Line by line, retype the data exactly as it is given.

■ Data provided ■
=-=-=-=-=
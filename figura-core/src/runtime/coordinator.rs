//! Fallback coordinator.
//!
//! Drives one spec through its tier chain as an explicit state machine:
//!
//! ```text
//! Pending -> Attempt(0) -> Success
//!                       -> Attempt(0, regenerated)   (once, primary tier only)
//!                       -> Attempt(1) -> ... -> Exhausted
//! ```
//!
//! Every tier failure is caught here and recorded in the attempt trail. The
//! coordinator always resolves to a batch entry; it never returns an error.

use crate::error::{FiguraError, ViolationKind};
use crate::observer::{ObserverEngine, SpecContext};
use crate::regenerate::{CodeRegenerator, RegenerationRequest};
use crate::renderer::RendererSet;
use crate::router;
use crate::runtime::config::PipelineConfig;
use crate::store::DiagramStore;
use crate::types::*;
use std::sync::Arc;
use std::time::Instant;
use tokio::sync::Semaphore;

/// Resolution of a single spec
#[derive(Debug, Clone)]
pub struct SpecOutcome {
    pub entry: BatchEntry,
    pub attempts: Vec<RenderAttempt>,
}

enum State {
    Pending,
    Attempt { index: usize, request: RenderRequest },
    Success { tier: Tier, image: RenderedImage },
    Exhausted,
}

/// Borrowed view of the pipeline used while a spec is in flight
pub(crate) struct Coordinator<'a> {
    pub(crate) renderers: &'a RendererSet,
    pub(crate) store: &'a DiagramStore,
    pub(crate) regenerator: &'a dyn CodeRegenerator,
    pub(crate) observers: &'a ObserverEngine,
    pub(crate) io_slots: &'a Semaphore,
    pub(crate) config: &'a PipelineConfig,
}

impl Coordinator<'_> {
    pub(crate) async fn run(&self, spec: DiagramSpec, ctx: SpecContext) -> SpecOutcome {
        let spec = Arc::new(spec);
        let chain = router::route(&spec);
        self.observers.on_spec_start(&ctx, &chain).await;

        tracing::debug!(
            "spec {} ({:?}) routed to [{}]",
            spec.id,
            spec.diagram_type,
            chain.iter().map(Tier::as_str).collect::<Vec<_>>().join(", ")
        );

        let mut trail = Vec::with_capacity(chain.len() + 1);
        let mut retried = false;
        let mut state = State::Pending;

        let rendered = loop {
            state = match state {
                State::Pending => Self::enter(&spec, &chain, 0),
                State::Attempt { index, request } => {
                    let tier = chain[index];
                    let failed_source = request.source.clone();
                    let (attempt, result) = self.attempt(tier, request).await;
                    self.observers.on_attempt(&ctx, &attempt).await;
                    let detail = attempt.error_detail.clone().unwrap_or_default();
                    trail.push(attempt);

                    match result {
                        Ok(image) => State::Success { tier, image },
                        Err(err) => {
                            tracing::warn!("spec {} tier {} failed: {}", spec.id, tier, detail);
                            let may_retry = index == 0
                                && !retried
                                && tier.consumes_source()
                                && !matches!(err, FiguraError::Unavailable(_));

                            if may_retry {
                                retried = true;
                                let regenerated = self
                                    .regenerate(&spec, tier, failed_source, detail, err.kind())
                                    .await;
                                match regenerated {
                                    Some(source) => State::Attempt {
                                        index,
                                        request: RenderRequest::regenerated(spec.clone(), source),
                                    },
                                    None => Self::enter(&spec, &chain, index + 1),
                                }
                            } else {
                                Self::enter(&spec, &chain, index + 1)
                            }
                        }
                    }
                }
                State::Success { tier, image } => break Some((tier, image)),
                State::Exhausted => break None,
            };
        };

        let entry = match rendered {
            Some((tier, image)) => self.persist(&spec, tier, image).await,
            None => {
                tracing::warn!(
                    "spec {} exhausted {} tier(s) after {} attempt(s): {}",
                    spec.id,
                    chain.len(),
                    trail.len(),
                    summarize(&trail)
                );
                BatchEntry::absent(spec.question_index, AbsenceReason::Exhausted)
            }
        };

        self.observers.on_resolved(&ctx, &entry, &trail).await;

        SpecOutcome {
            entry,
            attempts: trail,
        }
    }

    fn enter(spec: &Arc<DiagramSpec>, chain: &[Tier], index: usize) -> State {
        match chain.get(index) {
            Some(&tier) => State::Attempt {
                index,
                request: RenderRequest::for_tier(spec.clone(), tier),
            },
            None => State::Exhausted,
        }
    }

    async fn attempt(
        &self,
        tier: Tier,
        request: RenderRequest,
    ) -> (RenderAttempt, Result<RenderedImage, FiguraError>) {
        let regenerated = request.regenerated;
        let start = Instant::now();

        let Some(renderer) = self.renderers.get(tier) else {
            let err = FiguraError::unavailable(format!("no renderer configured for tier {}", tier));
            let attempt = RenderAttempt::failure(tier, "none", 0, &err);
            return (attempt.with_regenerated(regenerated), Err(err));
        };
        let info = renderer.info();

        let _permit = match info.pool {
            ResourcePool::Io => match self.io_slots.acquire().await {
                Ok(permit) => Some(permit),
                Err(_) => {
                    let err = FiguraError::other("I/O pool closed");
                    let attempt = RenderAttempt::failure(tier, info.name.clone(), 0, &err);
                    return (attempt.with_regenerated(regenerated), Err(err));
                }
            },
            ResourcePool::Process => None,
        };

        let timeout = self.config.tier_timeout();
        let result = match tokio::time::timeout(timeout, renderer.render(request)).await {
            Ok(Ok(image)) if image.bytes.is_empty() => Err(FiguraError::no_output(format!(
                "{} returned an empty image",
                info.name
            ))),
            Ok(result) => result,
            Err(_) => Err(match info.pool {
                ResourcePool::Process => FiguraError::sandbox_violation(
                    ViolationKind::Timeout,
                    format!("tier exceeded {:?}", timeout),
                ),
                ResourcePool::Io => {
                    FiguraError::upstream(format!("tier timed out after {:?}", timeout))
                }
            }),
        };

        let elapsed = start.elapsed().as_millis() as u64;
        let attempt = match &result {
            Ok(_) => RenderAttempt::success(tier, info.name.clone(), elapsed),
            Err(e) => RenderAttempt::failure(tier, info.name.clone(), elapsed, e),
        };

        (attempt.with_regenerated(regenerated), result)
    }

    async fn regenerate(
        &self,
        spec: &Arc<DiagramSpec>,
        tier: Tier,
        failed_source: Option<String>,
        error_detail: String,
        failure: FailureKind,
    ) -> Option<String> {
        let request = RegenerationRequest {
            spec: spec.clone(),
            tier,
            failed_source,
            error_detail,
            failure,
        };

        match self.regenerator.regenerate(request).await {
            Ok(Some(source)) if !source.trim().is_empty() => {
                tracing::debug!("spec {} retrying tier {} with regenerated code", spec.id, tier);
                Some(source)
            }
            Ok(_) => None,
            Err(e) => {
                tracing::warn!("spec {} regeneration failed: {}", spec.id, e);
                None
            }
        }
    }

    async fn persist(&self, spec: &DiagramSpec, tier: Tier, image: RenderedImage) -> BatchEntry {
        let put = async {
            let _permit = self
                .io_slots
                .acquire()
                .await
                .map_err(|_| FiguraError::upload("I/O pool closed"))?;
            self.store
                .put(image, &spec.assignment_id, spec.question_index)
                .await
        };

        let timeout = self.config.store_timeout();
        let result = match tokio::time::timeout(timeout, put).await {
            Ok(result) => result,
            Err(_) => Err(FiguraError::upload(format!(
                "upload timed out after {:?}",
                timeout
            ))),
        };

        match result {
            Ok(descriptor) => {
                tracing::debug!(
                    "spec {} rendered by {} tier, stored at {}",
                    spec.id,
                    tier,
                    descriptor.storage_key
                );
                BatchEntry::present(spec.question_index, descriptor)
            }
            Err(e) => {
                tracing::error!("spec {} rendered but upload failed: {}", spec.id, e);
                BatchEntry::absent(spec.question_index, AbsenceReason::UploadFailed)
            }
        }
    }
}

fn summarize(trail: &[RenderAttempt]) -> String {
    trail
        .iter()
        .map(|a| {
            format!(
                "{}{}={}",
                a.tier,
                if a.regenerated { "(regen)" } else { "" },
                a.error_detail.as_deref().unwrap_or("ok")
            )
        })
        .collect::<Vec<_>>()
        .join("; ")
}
=-=-=-=-=
■ Your response ■
filename figura-core/src/runtime/coordinator.rs
//! Fallback coordinator.
//!
//! Drives one spec through its tier chain as an explicit state machine:
//!
//! ```text
//! Pending -> Attempt(0) -> Success
//!                       -> Attempt(0, regenerated)   (once, primary tier only)
//!                       -> Attempt(1) -> ... -> Exhausted
//! ```
//!
//! Every tier failure is caught here and recorded in the attempt trail. The
//! coordinator always resolves to a batch entry; it never returns an error.

use crate::error::{FiguraError, ViolationKind};
use crate::observer::{ObserverEngine, SpecContext};
use crate::regenerate::{CodeRegenerator, RegenerationRequest};
use crate::renderer::RendererSet;
use crate::router;
use crate::runtime::config::PipelineConfig;
use crate::store::DiagramStore;
use crate::types::*;
use std::sync::Arc;
use std::time::Instant;
use tokio::sync::Semaphore;

/// Resolution of a single spec
#[derive(Debug, Clone)]
pub struct SpecOutcome {
    pub entry: BatchEntry,
    pub attempts: Vec<RenderAttempt>,
}

enum State {
    Pending,
    Attempt { index: usize, request: RenderRequest },
    Success { tier: Tier, image: RenderedImage },
    Exhausted,
}

/// Borrowed view of the pipeline used while a spec is in flight
pub(crate) struct Coordinator<'a> {
    pub(crate) renderers: &'a RendererSet,
    pub(crate) store: &'a DiagramStore,
    pub(crate) regenerator: &'a dyn CodeRegenerator,
    pub(crate) observers: &'a ObserverEngine,
    pub(crate) io_slots: &'a Semaphore,
    pub(crate) config: &'a PipelineConfig,
}

impl Coordinator<'_> {
    pub(crate) async fn run(&self, spec: DiagramSpec, ctx: SpecContext) -> SpecOutcome {
        let spec = Arc::new(spec);
        let chain = router::route(&spec);
        self.observers.on_spec_start(&ctx, &chain).await;

        tracing::debug!(
            "spec {} ({:?}) routed to [{}]",
            spec.id,
            spec.diagram_type,
            chain.iter().map(Tier::as_str).collect::<Vec<_>>().join(", ")
        );

        let mut trail = Vec::with_capacity(chain.len() + 1);
        let mut retried = false;
        let mut state = State::Pending;

        let rendered = loop {
            state = match state {
                State::Pending => Self::enter(&spec, &chain, 0),
                State::Attempt { index, request } => {
                    let tier = chain[index];
                    let failed_source = request.source.clone();
                    let (attempt, result) = self.attempt(tier, request).await;
                    self.observers.on_attempt(&ctx, &attempt).await;
                    let detail = attempt.error_detail.clone().unwrap_or_default();
                    trail.push(attempt);

                    match result {
                        Ok(image) => State::Success { tier, image },
                        Err(err) => {
                            tracing::warn!("spec {} tier {} failed: {}", spec.id, tier, detail);
                            let may_retry = index == 0
                                && !retried
                                && tier.consumes_source()
                                && !matches!(err, FiguraError::Unavailable(_));

                            if may_retry {
                                retried = true;
                                let regenerated = self
                                    .regenerate(&spec, tier, failed_source, detail, err.kind())
                                    .await;
                                match regenerated {
                                    Some(source) => State::Attempt {
                                        index,
                                        request: RenderRequest::regenerated(spec.clone(), source),
                                    },
                                    None => Self::enter(&spec, &chain, index + 1),
                                }
                            } else {
                                Self::enter(&spec, &chain, index + 1)
                            }
                        }
                    }
                }
                State::Success { tier, image } => break Some((tier, image)),
                State::Exhausted => break None,
            };
        };

        let entry = match rendered {
            Some((tier, image)) => self.persist(&spec, tier, image).await,
            None => {
                tracing::warn!(
                    "spec {} exhausted {} tier(s) after {} attempt(s): {}",
                    spec.id,
                    chain.len(),
                    trail.len(),
                    summarize(&trail)
                );
                BatchEntry::absent(spec.question_index, AbsenceReason::Exhausted)
            }
        };

        self.observers.on_resolved(&ctx, &entry, &trail).await;

        SpecOutcome {
            entry,
            attempts: trail,
        }
    }

    fn enter(spec: &Arc<DiagramSpec>, chain: &[Tier], index: usize) -> State {
        match chain.get(index) {
            Some(&tier) => State::Attempt {
                index,
                request: RenderRequest::for_tier(spec.clone(), tier),
            },
            None => State::Exhausted,
        }
    }

    async fn attempt(
        &self,
        tier: Tier,
        request: RenderRequest,
    ) -> (RenderAttempt, Result<RenderedImage, FiguraError>) {
        let regenerated = request.regenerated;
        let start = Instant::now();

        let Some(renderer) = self.renderers.get(tier) else {
            let err = FiguraError::unavailable(format!("no renderer configured for tier {}", tier));
            let attempt = RenderAttempt::failure(tier, "none", 0, &err);
            return (attempt.with_regenerated(regenerated), Err(err));
        };
        let info = renderer.info();

        let _permit = match info.pool {
            ResourcePool::Io => match self.io_slots.acquire().await {
                Ok(permit) => Some(permit),
                Err(_) => {
                    let err = FiguraError::other("I/O pool closed");
                    let attempt = RenderAttempt::failure(tier, info.name.clone(), 0, &err);
                    return (attempt.with_regenerated(regenerated), Err(err));
                }
            },
            ResourcePool::Process => None,
        };

        let timeout = self.config.tier_timeout();
        let result = match tokio::time::timeout(timeout, renderer.render(request)).await {
            Ok(Ok(image)) if image.bytes.is_empty() => Err(FiguraError::no_output(format!(
                "{} returned an empty image",
                info.name
            ))),
            Ok(result) => result,
            Err(_) => Err(match info.pool {
                ResourcePool::Process => FiguraError::sandbox_violation(
                    ViolationKind::Timeout,
                    format!("tier exceeded {:?}", timeout),
                ),
                ResourcePool::Io => {
                    FiguraError::upstream(format!("tier timed out after {:?}", timeout))
                }
            }),
        };

        let elapsed = start.elapsed().as_millis() as u64;
        let attempt = match &result {
            Ok(_) => RenderAttempt::success(tier, info.name.clone(), elapsed),
            Err(e) => RenderAttempt::failure(tier, info.name.clone(), elapsed, e),
        };

        (attempt.with_regenerated(regenerated), result)
    }

    async fn regenerate(
        &self,
        spec: &Arc<DiagramSpec>,
        tier: Tier,
        failed_source: Option<String>,
        error_detail: String,
        failure: FailureKind,
    ) -> Option<String> {
        let request = RegenerationRequest {
            spec: spec.clone(),
            tier,
            failed_source,
            error_detail,
            failure,
        };

        match self.regenerator.regenerate(request).await {
            Ok(Some(source)) if !source.trim().is_empty() => {
                tracing::debug!("spec {} retrying tier {} with regenerated code", spec.id, tier);
                Some(source)
            }
            Ok(_) => None,
            Err(e) => {
                tracing::warn!("spec {} regeneration failed: {}", spec.id, e);
                None
            }
        }
    }

    async fn persist(&self, spec: &DiagramSpec, tier: Tier, image: RenderedImage) -> BatchEntry {
        let put = async {
            let _permit = self
                .io_slots
                .acquire()
                .await
                .map_err(|_| FiguraError::upload("I/O pool closed"))?;
            self.store
                .put(image, &spec.assignment_id, spec.question_index)
                .await
        };

        let timeout = self.config.store_timeout();
        let result = match tokio::time::timeout(timeout, put).await {
            Ok(result) => result,
            Err(_) => Err(FiguraError::upload(format!(
                "upload timed out after {:?}",
                timeout
            ))),
        };

        match result {
            Ok(descriptor) => {
                tracing::debug!(
                    "spec {} rendered by {} tier, stored at {}",
                    spec.id,
                    tier,
                    descriptor.storage_key
                );
                BatchEntry::present(spec.question_index, descriptor)
            }
            Err(e) => {
                tracing::error!("spec {} rendered but upload failed: {}", spec.id, e);
                BatchEntry::absent(spec.question_index, AbsenceReason::UploadFailed)
            }
        }
    }
}

fn summarize(trail: &[RenderAttempt]) -> String {
    trail
        .iter()
        .map(|a| {
            format!(
                "{}{}={}",
                a.tier,
                if a.regenerated { "(regen)" } else { "" },
                a.error_detail.as_deref().unwrap_or("ok")
            )
        })
        .collect::<Vec<_>>()
        .join("; ")
}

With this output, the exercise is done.